If you want to replace the default certificates with your own enterprise certificates or CA-signed certificates, the process differs for different components.

Certificate checking is enabled by default and TLS certificates are used to encrypt network traffic. Starting with vSphere 6.0, the VMCA assigns certificates to ESXi hosts and vCenter Server systems as part of the installation process. You can replace these certificates to use VMCA as an intermediate CA, or you can use custom certificates in your environment. vSphere version 5.5 and earlier uses self-signed certificates and you can use or replace these certificates as needed.

You can replace vSphere 6.0 certificates by using the vSphere Certificate Manager utility or certificate management CLIs. You can replace vSphere 5.5 and earlier certificates by using the Certificate Automation Tool.

Products that Use VMCA

Several VMware products receive certificates from the VMCA during installation. For those products, you have several options.

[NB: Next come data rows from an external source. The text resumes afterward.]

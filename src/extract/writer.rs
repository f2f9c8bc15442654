//! Append-only CSV output for harvested rows.
//!
//! The header goes out once per file. Each batch is serialized in memory and
//! handed to the file in a single write, so rows already on disk are never
//! interleaved with a half-written batch.

use std::{
    fs::{self, OpenOptions},
    io::{Read, Seek, SeekFrom, Write},
    path::{Path, PathBuf},
};

use anyhow::{bail, Context, Result};

use crate::models::TABLE_COLUMNS;
use crate::NormalizedRecord;

// ---

/// Single writer for the harvested table.
#[derive(Debug)]
pub struct TableWriter {
    path: PathBuf,
    header_written: bool,
}

impl TableWriter {
    /// Prepare to append to `path`.
    ///
    /// An existing non-empty file already has its header, so later appends
    /// add rows only. Its header must match the table layout. A partial last
    /// line left by an interrupted write is cut off first.
    pub fn open(path: impl Into<PathBuf>) -> Result<Self> {
        // ---
        let path = path.into();
        if let Some(parent) = path.parent().filter(|p| !p.as_os_str().is_empty()) {
            fs::create_dir_all(parent)
                .with_context(|| format!("creating output dir {}", parent.display()))?;
        }
        let header_written = path.exists() && drop_torn_tail(&path)? > 0;
        if header_written {
            check_header(&path)?;
            tracing::info!(file = %path.display(), "appending to existing table");
        }
        Ok(Self {
            path,
            header_written,
        })
    }

    pub fn path(&self) -> &Path {
        &self.path
    }

    /// Append `batch`; returns the number of rows written.
    pub fn append(&mut self, batch: &[NormalizedRecord]) -> Result<usize> {
        // ---
        if batch.is_empty() {
            return Ok(0);
        }

        let mut csv = csv::WriterBuilder::new()
            .has_headers(!self.header_written)
            .from_writer(Vec::new());
        for row in batch {
            csv.serialize(row)?;
        }
        let bytes = csv
            .into_inner()
            .map_err(|e| anyhow::anyhow!("serializing batch: {}", e))?;

        let mut file = OpenOptions::new()
            .create(true)
            .append(true)
            .open(&self.path)
            .with_context(|| format!("opening {}", self.path.display()))?;
        file.write_all(&bytes)
            .with_context(|| format!("appending to {}", self.path.display()))?;
        file.sync_data()
            .with_context(|| format!("syncing {}", self.path.display()))?;

        self.header_written = true;
        Ok(batch.len())
    }
}

/// Truncate `path` back to its last newline; returns the length kept.
fn drop_torn_tail(path: &Path) -> Result<u64> {
    // ---
    let mut file = OpenOptions::new()
        .read(true)
        .write(true)
        .open(path)
        .with_context(|| format!("opening {}", path.display()))?;
    let len = file.metadata()?.len();

    let mut keep = 0;
    let mut end = len;
    let mut buf = [0u8; 8192];
    while end > 0 {
        let start = end.saturating_sub(buf.len() as u64);
        let chunk = &mut buf[..(end - start) as usize];
        file.seek(SeekFrom::Start(start))?;
        file.read_exact(chunk)?;
        if let Some(pos) = chunk.iter().rposition(|b| *b == b'\n') {
            keep = start + pos as u64 + 1;
            break;
        }
        end = start;
    }

    if keep < len {
        let mut tail = Vec::new();
        file.seek(SeekFrom::Start(keep))?;
        file.read_to_end(&mut tail)?;
        tracing::warn!(
            file = %path.display(),
            dropped_bytes = len - keep,
            tail = %String::from_utf8_lossy(&tail),
            "dropping partial row left by an interrupted write"
        );
        file.set_len(keep)
            .with_context(|| format!("truncating {}", path.display()))?;
        file.sync_data()?;
    }
    Ok(keep)
}

fn check_header(path: &Path) -> Result<()> {
    // ---
    let mut reader = csv::Reader::from_path(path)
        .with_context(|| format!("reading header of {}", path.display()))?;
    let header = reader.headers()?;
    if !header.iter().eq(TABLE_COLUMNS) {
        bail!(
            "{} exists but is not a harvest table (header: {:?})",
            path.display(),
            header
        );
    }
    Ok(())
}
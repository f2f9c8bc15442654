//! Flattening of Location + Sensor + Measurement into table rows.

use crate::{Location, Measurement, NormalizedRecord, Sensor};

// ---

/// One [`NormalizedRecord`] per measurement, each carrying the full location
/// and sensor context. Absent nested fields become `None`.
pub fn normalize(
    records: &[Measurement],
    location: &Location,
    sensor: &Sensor,
) -> Vec<NormalizedRecord> {
    // ---
    let country = location.country.as_ref();
    let coordinates = location.coordinates.as_ref();
    let parameter = sensor.parameter.as_ref();

    records
        .iter()
        .map(|record| {
            let timestamp = record.timestamp();
            NormalizedRecord {
                location_id: location.id,
                location_name: location.name.clone(),
                locality: location.locality.clone(),
                country: country.and_then(|c| c.name.clone()),
                country_code: country.and_then(|c| c.code.clone()),
                latitude: coordinates.and_then(|c| c.latitude),
                longitude: coordinates.and_then(|c| c.longitude),
                sensor_id: sensor.id,
                sensor_name: sensor.name.clone(),
                parameter: parameter.and_then(|p| p.name.clone()),
                parameter_display: parameter.and_then(|p| p.display_name.clone()),
                unit: parameter.and_then(|p| p.units.clone()),
                value: record.value,
                datetime_utc: timestamp.and_then(|t| t.utc.clone()),
                datetime_local: timestamp.and_then(|t| t.local.clone()),
            }
        })
        .collect()
}
//! Catalog enumeration and paginated measurement fetches.

use anyhow::{anyhow, Result};
use serde::de::DeserializeOwned;
use serde_json::Value;
use tracing::{debug, info, warn};

use super::client::{ApiClient, Outcome, Sleeper, Transport};
use super::windows::month_ranges;
use crate::{Config, Location, Measurement, SensorFetch, TimeWindow};

// ---

/// Fetch the station catalog: one `GET /locations?limit=N`.
///
/// A 404 yields an empty catalog. Any terminal outcome is an error; there is
/// no useful partial catalog.
pub async fn fetch_locations<T: Transport, S: Sleeper>(
    api: &ApiClient<T, S>,
    config: &Config,
) -> Result<Vec<Location>> {
    // ---
    info!("Fetching locations");
    let url = format!("{}/locations", config.api_url);
    let query = [("limit", config.station_limit.to_string())];

    match api.request(&url, &query).await {
        Outcome::Success(payload) => {
            let (locations, _) = parse_results::<Location>(&payload);
            info!("Found {} locations", locations.len());
            Ok(locations)
        }
        Outcome::EmptyResult => {
            warn!(%url, "location catalog is empty");
            Ok(Vec::new())
        }
        other => Err(anyhow!("Failed to fetch locations from {}: {:?}", url, other)),
    }
}

/// Fetch a full year of hourly measurements for one sensor.
///
/// Walks every month window and every page within it. A terminal failure
/// stops the current window only; the window is recorded in
/// [`SensorFetch::failed_windows`] and the walk moves on.
pub async fn fetch_measurements<T: Transport, S: Sleeper>(
    api: &ApiClient<T, S>,
    config: &Config,
    sensor_id: i64,
) -> SensorFetch {
    // ---
    let url = format!("{}/sensors/{}/measurements/hourly", config.api_url, sensor_id);
    let mut fetch = SensorFetch::default();

    for window in month_ranges(config.year) {
        debug!(sensor_id, %window, "fetching window");
        if let WindowEnd::Failed = fetch_window(api, config, &url, &window, &mut fetch.records).await {
            warn!(
                sensor_id,
                %window,
                records_so_far = fetch.records.len(),
                "window fetch aborted, data for this window may be incomplete"
            );
            fetch.failed_windows.push(window);
        }
    }

    fetch
}

enum WindowEnd {
    Complete,
    Failed,
}

async fn fetch_window<T: Transport, S: Sleeper>(
    api: &ApiClient<T, S>,
    config: &Config,
    url: &str,
    window: &TimeWindow,
    records: &mut Vec<Measurement>,
) -> WindowEnd {
    // ---
    let page_size = config.page_size as usize;
    let mut page = 1u32;

    loop {
        let query = [
            ("date_from", window.date_from()),
            ("date_to", window.date_to()),
            ("limit", config.page_size.to_string()),
            ("page", page.to_string()),
        ];

        let payload = match api.request(url, &query).await {
            Outcome::Success(payload) => payload,
            Outcome::EmptyResult => return WindowEnd::Complete,
            Outcome::RetriesExhausted { attempts } => {
                warn!(page, attempts, "giving up on page after retries");
                return WindowEnd::Failed;
            }
            _ => return WindowEnd::Failed,
        };

        let (parsed, raw_count) = parse_results::<Measurement>(&payload);
        debug!(page, raw_count, parsed = parsed.len(), "page received");
        records.extend(parsed);

        if raw_count < page_size {
            return WindowEnd::Complete;
        }

        page += 1;
        api.sleeper().sleep(config.page_delay).await;
    }
}

/// Deserialize the `results` array, skipping items that do not fit `R`.
///
/// Returns the parsed items and the raw item count.
fn parse_results<R: DeserializeOwned>(payload: &Value) -> (Vec<R>, usize) {
    // ---
    let Some(items) = payload.get("results").and_then(|r| r.as_array()) else {
        debug!("response missing 'results' field or not an array");
        return (Vec::new(), 0);
    };

    let parsed = items
        .iter()
        .enumerate()
        .filter_map(|(i, item)| match serde_json::from_value::<R>(item.clone()) {
            Ok(value) => Some(value),
            Err(e) => {
                debug!("Failed to parse item {}: {} - Raw item: {}", i, e, item);
                None
            }
        })
        .collect();

    (parsed, items.len())
}
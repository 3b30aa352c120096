//! `goodplaces-migrate` binary.
//!
//! Logs go to stderr so that stdout only carries command output.

use std::process::ExitCode;

use clap::Parser;
use goodplaces_migrate::cli::Cli;
use goodplaces_migrate::config::{self, LoggingConfig};
use tracing_subscriber::EnvFilter;

fn init_tracing(logging: &LoggingConfig) {
    let filter = EnvFilter::try_new(&logging.level).unwrap_or_else(|_| EnvFilter::new("info"));

    if logging.json {
        tracing_subscriber::fmt()
            .with_env_filter(filter)
            .with_writer(std::io::stderr)
            .json()
            .init();
    } else {
        tracing_subscriber::fmt()
            .with_env_filter(filter)
            .with_writer(std::io::stderr)
            .init();
    }
}

fn main() -> ExitCode {
    let cli = Cli::parse();
    let (config_path, config_source) = config::resolve_config_path(cli.config.as_deref());

    let config = match config::load_config(&config_path) {
        Ok(config) => config,
        Err(err) => {
            eprintln!("error: {err}");
            return ExitCode::FAILURE;
        }
    };

    init_tracing(&config.logging);
    tracing::debug!(
        source = config_source,
        path = %config_path,
        "resolved configuration path"
    );

    match goodplaces_migrate::run(&cli.command, &config) {
        Ok(output) if cli.json => match serde_json::to_string_pretty(&output) {
            Ok(json) => {
                println!("{json}");
                ExitCode::SUCCESS
            }
            Err(err) => {
                tracing::error!(error = %err, "failed to serialize output");
                ExitCode::FAILURE
            }
        },
        Ok(output) => {
            let text = output.to_string();
            println!("{}", text.trim_end());
            ExitCode::SUCCESS
        }
        Err(err) => {
            tracing::error!(error = %err, "command failed");
            eprintln!("error: {err}");
            ExitCode::FAILURE
        }
    }
}
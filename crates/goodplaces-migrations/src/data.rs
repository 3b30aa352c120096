//! Bodies of the data steps.
//!
//! These run with foreign key enforcement off, so cascades the schema
//! declares have to be carried out by hand.

use std::collections::BTreeMap;

use goodplaces_ledger::{DataAccess, SqlValue, StoreError};

const DELETED_POSTS: &str = "SELECT id FROM post WHERE deleted";

/// Leading prefix of MapKit point-of-interest categories.
const POI_CATEGORY_PREFIX: &str = "MKPOICategory";

/// Hard-deletes soft-deleted posts and comments together with the rows
/// that cascade from them.
pub(crate) fn purge_deleted_posts_and_comments(db: &mut dyn DataAccess) -> Result<(), StoreError> {
    let statements = [
        format!(
            "DELETE FROM comment_like WHERE comment_id IN (
                SELECT id FROM comment WHERE deleted OR post_id IN ({DELETED_POSTS})
            )"
        ),
        format!("DELETE FROM comment WHERE deleted OR post_id IN ({DELETED_POSTS})"),
        format!("DELETE FROM post_like WHERE post_id IN ({DELETED_POSTS})"),
        format!("DELETE FROM post_save WHERE post_id IN ({DELETED_POSTS})"),
        format!("DELETE FROM post_report WHERE post_id IN ({DELETED_POSTS})"),
        "DELETE FROM post WHERE deleted".to_string(),
    ];

    let mut removed = 0;
    for sql in &statements {
        removed += db.execute(sql, &[])?;
    }
    tracing::info!(rows = removed, "purged soft-deleted posts and comments");
    Ok(())
}

/// Sets `place.city` and `place.category` to the most common `locality`
/// and `poi_category` reported for each place. Ties go to the smallest
/// value; places without reports get `NULL`.
pub(crate) fn populate_city_and_category(db: &mut dyn DataAccess) -> Result<(), StoreError> {
    let rows = db.query(
        "SELECT place.id,
                json_extract(place_data.additional_data, '$.locality'),
                json_extract(place_data.additional_data, '$.poi_category')
         FROM place
         LEFT JOIN place_data ON place_data.place_id = place.id
         ORDER BY place.id",
        &[],
    )?;

    let mut places: Vec<(SqlValue, Tally, Tally)> = Vec::new();
    for row in rows {
        let [id, locality, poi_category]: [SqlValue; 3] = row.try_into().map_err(|_| {
            StoreError::Data("place metadata query returned an unexpected shape".into())
        })?;
        if places.last().map_or(true, |(last, _, _)| *last != id) {
            places.push((id, Tally::default(), Tally::default()));
        }
        if let Some((_, cities, categories)) = places.last_mut() {
            cities.add(&locality);
            categories.add(&poi_category);
        }
    }

    for (id, cities, categories) in &places {
        let city = cities.mode().map(str::to_string);
        let category = categories.mode().map(strip_poi_prefix);
        db.execute(
            "UPDATE place SET city = ?1, category = ?2 WHERE id = ?3",
            &[optional(city), optional(category), id.clone()],
        )?;
    }
    tracing::info!(places = places.len(), "populated place city and category");
    Ok(())
}

/// Occurrence counts of text values.
#[derive(Debug, Default)]
struct Tally(BTreeMap<String, usize>);

impl Tally {
    fn add(&mut self, value: &SqlValue) {
        if let Some(text) = value.as_str() {
            *self.0.entry(text.to_string()).or_default() += 1;
        }
    }

    fn mode(&self) -> Option<&str> {
        let mut best: Option<(&str, usize)> = None;
        for (value, &count) in &self.0 {
            if best.map_or(true, |(_, top)| count > top) {
                best = Some((value.as_str(), count));
            }
        }
        best.map(|(value, _)| value)
    }
}

fn strip_poi_prefix(category: &str) -> String {
    category
        .strip_prefix(POI_CATEGORY_PREFIX)
        .unwrap_or(category)
        .to_string()
}

fn optional(value: Option<String>) -> SqlValue {
    value.map_or(SqlValue::Null, SqlValue::Text)
}

#[cfg(test)]
mod tests {
    use super::*;

    #[test]
    fn mode_prefers_most_frequent_then_smallest() {
        let mut tally = Tally::default();
        for value in ["Oakland", "Berkeley", "Oakland", "Berkeley", "Alameda"] {
            tally.add(&SqlValue::from(value));
        }
        tally.add(&SqlValue::Null);
        assert_eq!(tally.mode(), Some("Berkeley"));

        tally.add(&SqlValue::from("Oakland"));
        assert_eq!(tally.mode(), Some("Oakland"));
    }

    #[test]
    fn empty_tally_has_no_mode() {
        assert_eq!(Tally::default().mode(), None);
    }

    #[test]
    fn strips_mapkit_prefix_only_when_present() {
        assert_eq!(strip_poi_prefix("MKPOICategoryCafe"), "Cafe");
        assert_eq!(strip_poi_prefix("Bakery"), "Bakery");
    }
}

  • Leave the certificates in place for internal deployments, or consider replacing external-facing certificates but leaving internal-facing VMCA-signed certificates in place.

  • Make VMCA an intermediate certificate. Going forward, uses the full chain to sign.

  • Replace the VMCA-signed certificates with custom certificates.

See vSphere Security Certificates.

Products that Use Self-Signed Certificates

You can use products that use self-signed certificates as is. Browsers prompt users to accept or reject a self-signed certificate on first use. Users can click a link to open and view the certificate details before accepting or rejecting it. Browsers store accepted certificates locally and silently accept them for subsequent uses. You can avoid the acceptance step by replacing self-signed certificates with enterprise certificates or CA-signed certificates where needed. Product documentation explains how to replace self-signed certificates.

Table 1. Replacing Self-Signed Certificates

Product

Documentation

vSphere Replication

See Change the SSL Certificate of the vSphere Replication Appliance.

vRealize Automation

See Updating vRealize Automation Certificates.

vRealize Log Insight

See Install a Custom SSL Certificate.

vRealize Orchestrator

See Changing SSL Certificates.

vRealize Operations Manager

See Add a Custom Certificate to vRealize Operations Manager.

vRealize Business for Cloud Standard

See Change or Replace the SSL Certificate of vRealize Business for Cloud.